## Instructions for the task
Below are the entries; determine how many of their lines contain the string "Copy" and give that figure alone.

[Source data]
□ □ □ □ □ □ □
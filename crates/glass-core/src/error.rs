//! Error types for glass

use thiserror::Error;

/// Result type for glass operations
pub type Result<T> = std::result::Result<T, Error>;

/// Errors that can occur while loading or preprocessing an image
#[derive(Error, Debug)]
#[non_exhaustive]
pub enum Error {
    /// EXIF metadata exists but a value could not be interpreted
    #[error("Malformed metadata: {0}")]
    MalformedMetadata(String),

    /// Failed to parse ICC profile
    #[error("Profile parse error: {0}")]
    ProfileParse(String),

    /// Pixel transform between two profiles failed
    #[error("Transform error: {0}")]
    Transform(String),

    /// Buffer size mismatch
    #[error("Buffer size mismatch: expected {expected}, got {actual}")]
    BufferSize { expected: usize, actual: usize },

    /// Image decoding or encoding failed
    #[error("Image codec error: {0}")]
    Decode(#[from] image::ImageError),

    /// Configuration value could not be parsed
    #[error("Invalid configuration: {0}")]
    Config(String),

    /// I/O error
    #[error("I/O error: {0}")]
    Io(#[from] std::io::Error),

    /// Config file is not valid JSON
    #[error("JSON error: {0}")]
    Json(#[from] serde_json::Error),
}
//! Viewer configuration
//!
//! [`Settings`] is a plain value: load it from a [`ConfigFile`], hand it to
//! whatever needs it, and store it back explicitly. Nothing here is global.

mod config_file;
mod editing;
mod formats;
mod keys;
mod toolbar;

use std::path::PathBuf;

use directories::ProjectDirs;
use tracing::warn;

use crate::preprocess::PreprocessOptions;
use crate::resolve::canonical_profile_name;

pub use config_file::ConfigFile;
pub use editing::{EditingAssociation, EditingAssociations, FILE_PLACEHOLDER};
pub use formats::{DEFAULT_IMAGE_FORMATS, ImageFormatSet, OPTIONAL_IMAGE_FORMATS};
pub use keys::{AssignableAction, DEFAULT_KEY_ASSIGNMENTS, KeyAssignments, KeyCombo};
pub use toolbar::{DEFAULT_TOOLBAR_BUTTONS, ToolbarButton, ToolbarButtons};

/// Config keys
pub mod config_keys {
    pub const DEFAULT_IMAGE_FORMATS: &str = "DefaultImageFormats";
    pub const OPTIONAL_IMAGE_FORMATS: &str = "OptionalImageFormats";
    pub const MOUSE_WHEEL_ACTION: &str = "MouseWheelAction";
    pub const MOUSE_WHEEL_CTRL_ACTION: &str = "MouseWheelCtrlAction";
    pub const MOUSE_WHEEL_SHIFT_ACTION: &str = "MouseWheelShiftAction";
    pub const MOUSE_WHEEL_ALT_ACTION: &str = "MouseWheelAltAction";
    pub const KEYBOARD_ACTIONS: &str = "KeyboardActions";
    pub const TOOLBAR_BUTTONS: &str = "ToolbarButtons";
    pub const IMAGE_EDITING_ASSOCIATION_LIST: &str = "ImageEditingAssociationList";
    pub const COLOR_PROFILE: &str = "ColorProfile";
    pub const APPLY_COLOR_PROFILE_FOR_ALL: &str = "IsApplyColorProfileForAll";
}

use config_keys as key;

/// What spinning the mouse wheel does
#[derive(Debug, Clone, Copy, PartialEq, Eq, Hash)]
pub enum MouseWheelAction {
    DoNothing = 0,
    Zoom = 1,
    ScrollVertically = 2,
    ScrollHorizontally = 3,
    BrowseImages = 4,
}

impl MouseWheelAction {
    pub const ALL: [MouseWheelAction; 5] = [
        Self::DoNothing,
        Self::Zoom,
        Self::ScrollVertically,
        Self::ScrollHorizontally,
        Self::BrowseImages,
    ];

    pub fn from_code(code: u32) -> Option<Self> {
        Self::ALL.into_iter().find(|a| *a as u32 == code)
    }
}

/// Mouse-wheel behavior per modifier key
#[derive(Debug, Clone, Copy, PartialEq, Eq)]
pub struct MouseWheelActions {
    pub plain: MouseWheelAction,
    pub ctrl: MouseWheelAction,
    pub shift: MouseWheelAction,
    pub alt: MouseWheelAction,
}

impl Default for MouseWheelActions {
    fn default() -> Self {
        Self {
            plain: MouseWheelAction::ScrollVertically,
            ctrl: MouseWheelAction::Zoom,
            shift: MouseWheelAction::ScrollHorizontally,
            alt: MouseWheelAction::DoNothing,
        }
    }
}

/// Viewer preferences kept in the config file
#[derive(Debug, Clone, PartialEq, Eq)]
pub struct Settings {
    pub default_image_formats: String,
    pub optional_image_formats: String,
    pub mouse_wheel: MouseWheelActions,
    pub key_assignments: KeyAssignments,
    pub toolbar_buttons: ToolbarButtons,
    pub editing_associations: EditingAssociations,
    /// Built-in profile name or ICC path; empty means none selected
    pub color_profile: String,
    pub apply_color_profile_for_all: bool,
}

impl Default for Settings {
    fn default() -> Self {
        Self {
            default_image_formats: DEFAULT_IMAGE_FORMATS.to_string(),
            optional_image_formats: OPTIONAL_IMAGE_FORMATS.to_string(),
            mouse_wheel: MouseWheelActions::default(),
            key_assignments: KeyAssignments::default(),
            toolbar_buttons: ToolbarButtons::default(),
            editing_associations: EditingAssociations::default(),
            color_profile: PreprocessOptions::default().color_profile,
            apply_color_profile_for_all: false,
        }
    }
}

impl Settings {
    /// Read settings, using defaults for anything missing or unparseable
    pub fn load(config: &ConfigFile) -> Self {
        let defaults = Self::default();

        let mouse_wheel = MouseWheelActions {
            plain: read_wheel(config, key::MOUSE_WHEEL_ACTION, defaults.mouse_wheel.plain),
            ctrl: read_wheel(config, key::MOUSE_WHEEL_CTRL_ACTION, defaults.mouse_wheel.ctrl),
            shift: read_wheel(config, key::MOUSE_WHEEL_SHIFT_ACTION, defaults.mouse_wheel.shift),
            alt: read_wheel(config, key::MOUSE_WHEEL_ALT_ACTION, defaults.mouse_wheel.alt),
        };

        let key_assignments = match config.get_opt(key::KEYBOARD_ACTIONS) {
            Some(text) => KeyAssignments::parse_or_default(text),
            None => defaults.key_assignments,
        };

        let toolbar_buttons = match config.get_opt(key::TOOLBAR_BUTTONS) {
            Some(text) => ToolbarButtons::parse_or_default(text),
            None => defaults.toolbar_buttons,
        };

        let editing_associations = match config.get_opt(key::IMAGE_EDITING_ASSOCIATION_LIST) {
            Some(text) => EditingAssociations::parse_or_default(text),
            None => defaults.editing_associations,
        };

        let color_profile = canonical_profile_name(&config.get(
            key::COLOR_PROFILE,
            &defaults.color_profile,
        ));

        let apply_color_profile_for_all = read_bool(
            config,
            key::APPLY_COLOR_PROFILE_FOR_ALL,
            defaults.apply_color_profile_for_all,
        );

        Self {
            default_image_formats: config
                .get(key::DEFAULT_IMAGE_FORMATS, &defaults.default_image_formats),
            optional_image_formats: config
                .get(key::OPTIONAL_IMAGE_FORMATS, &defaults.optional_image_formats),
            mouse_wheel,
            key_assignments,
            toolbar_buttons,
            editing_associations,
            color_profile,
            apply_color_profile_for_all,
        }
    }

    /// Write every setting into `config`; the caller decides when to save
    pub fn store(&self, config: &mut ConfigFile) {
        config.set(key::DEFAULT_IMAGE_FORMATS, self.default_image_formats.as_str());
        config.set(key::OPTIONAL_IMAGE_FORMATS, self.optional_image_formats.as_str());
        config.set(key::MOUSE_WHEEL_ACTION, (self.mouse_wheel.plain as u32).to_string());
        config.set(key::MOUSE_WHEEL_CTRL_ACTION, (self.mouse_wheel.ctrl as u32).to_string());
        config.set(key::MOUSE_WHEEL_SHIFT_ACTION, (self.mouse_wheel.shift as u32).to_string());
        config.set(key::MOUSE_WHEEL_ALT_ACTION, (self.mouse_wheel.alt as u32).to_string());
        config.set(key::KEYBOARD_ACTIONS, self.key_assignments.to_config_string());
        config.set(key::TOOLBAR_BUTTONS, self.toolbar_buttons.to_config_string());
        config.set(
            key::IMAGE_EDITING_ASSOCIATION_LIST,
            self.editing_associations.to_config_string(),
        );
        config.set(key::COLOR_PROFILE, self.color_profile.as_str());
        config.set(
            key::APPLY_COLOR_PROFILE_FOR_ALL,
            if self.apply_color_profile_for_all { "True" } else { "False" },
        );
    }

    /// Lookup set for the configured extensions
    pub fn image_formats(&self) -> ImageFormatSet {
        ImageFormatSet::build(&self.default_image_formats, &self.optional_image_formats)
    }

    /// Preprocessing preferences
    pub fn preprocess_options(&self) -> PreprocessOptions {
        PreprocessOptions {
            color_profile: self.color_profile.clone(),
            apply_to_all: self.apply_color_profile_for_all,
        }
    }
}

/// `igconfig.json` in the platform config directory
pub fn default_config_path() -> Option<PathBuf> {
    ProjectDirs::from("org", "ImageGlass", "glass")
        .map(|dirs| dirs.config_dir().join("igconfig.json"))
}

fn read_wheel(config: &ConfigFile, name: &str, default: MouseWheelAction) -> MouseWheelAction {
    let Some(text) = config.get_opt(name) else {
        return default;
    };
    match text.trim().parse().ok().and_then(MouseWheelAction::from_code) {
        Some(action) => action,
        None => {
            warn!(key = name, value = text, "invalid mouse wheel action, using default");
            default
        }
    }
}

fn read_bool(config: &ConfigFile, name: &str, default: bool) -> bool {
    let Some(text) = config.get_opt(name) else {
        return default;
    };
    match text.trim().to_ascii_lowercase().as_str() {
        "true" | "1" => true,
        "false" | "0" => false,
        _ => {
            warn!(key = name, value = text, "invalid boolean, using default");
            default
        }
    }
}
□ □ □ □ □ □ □
## Answer
2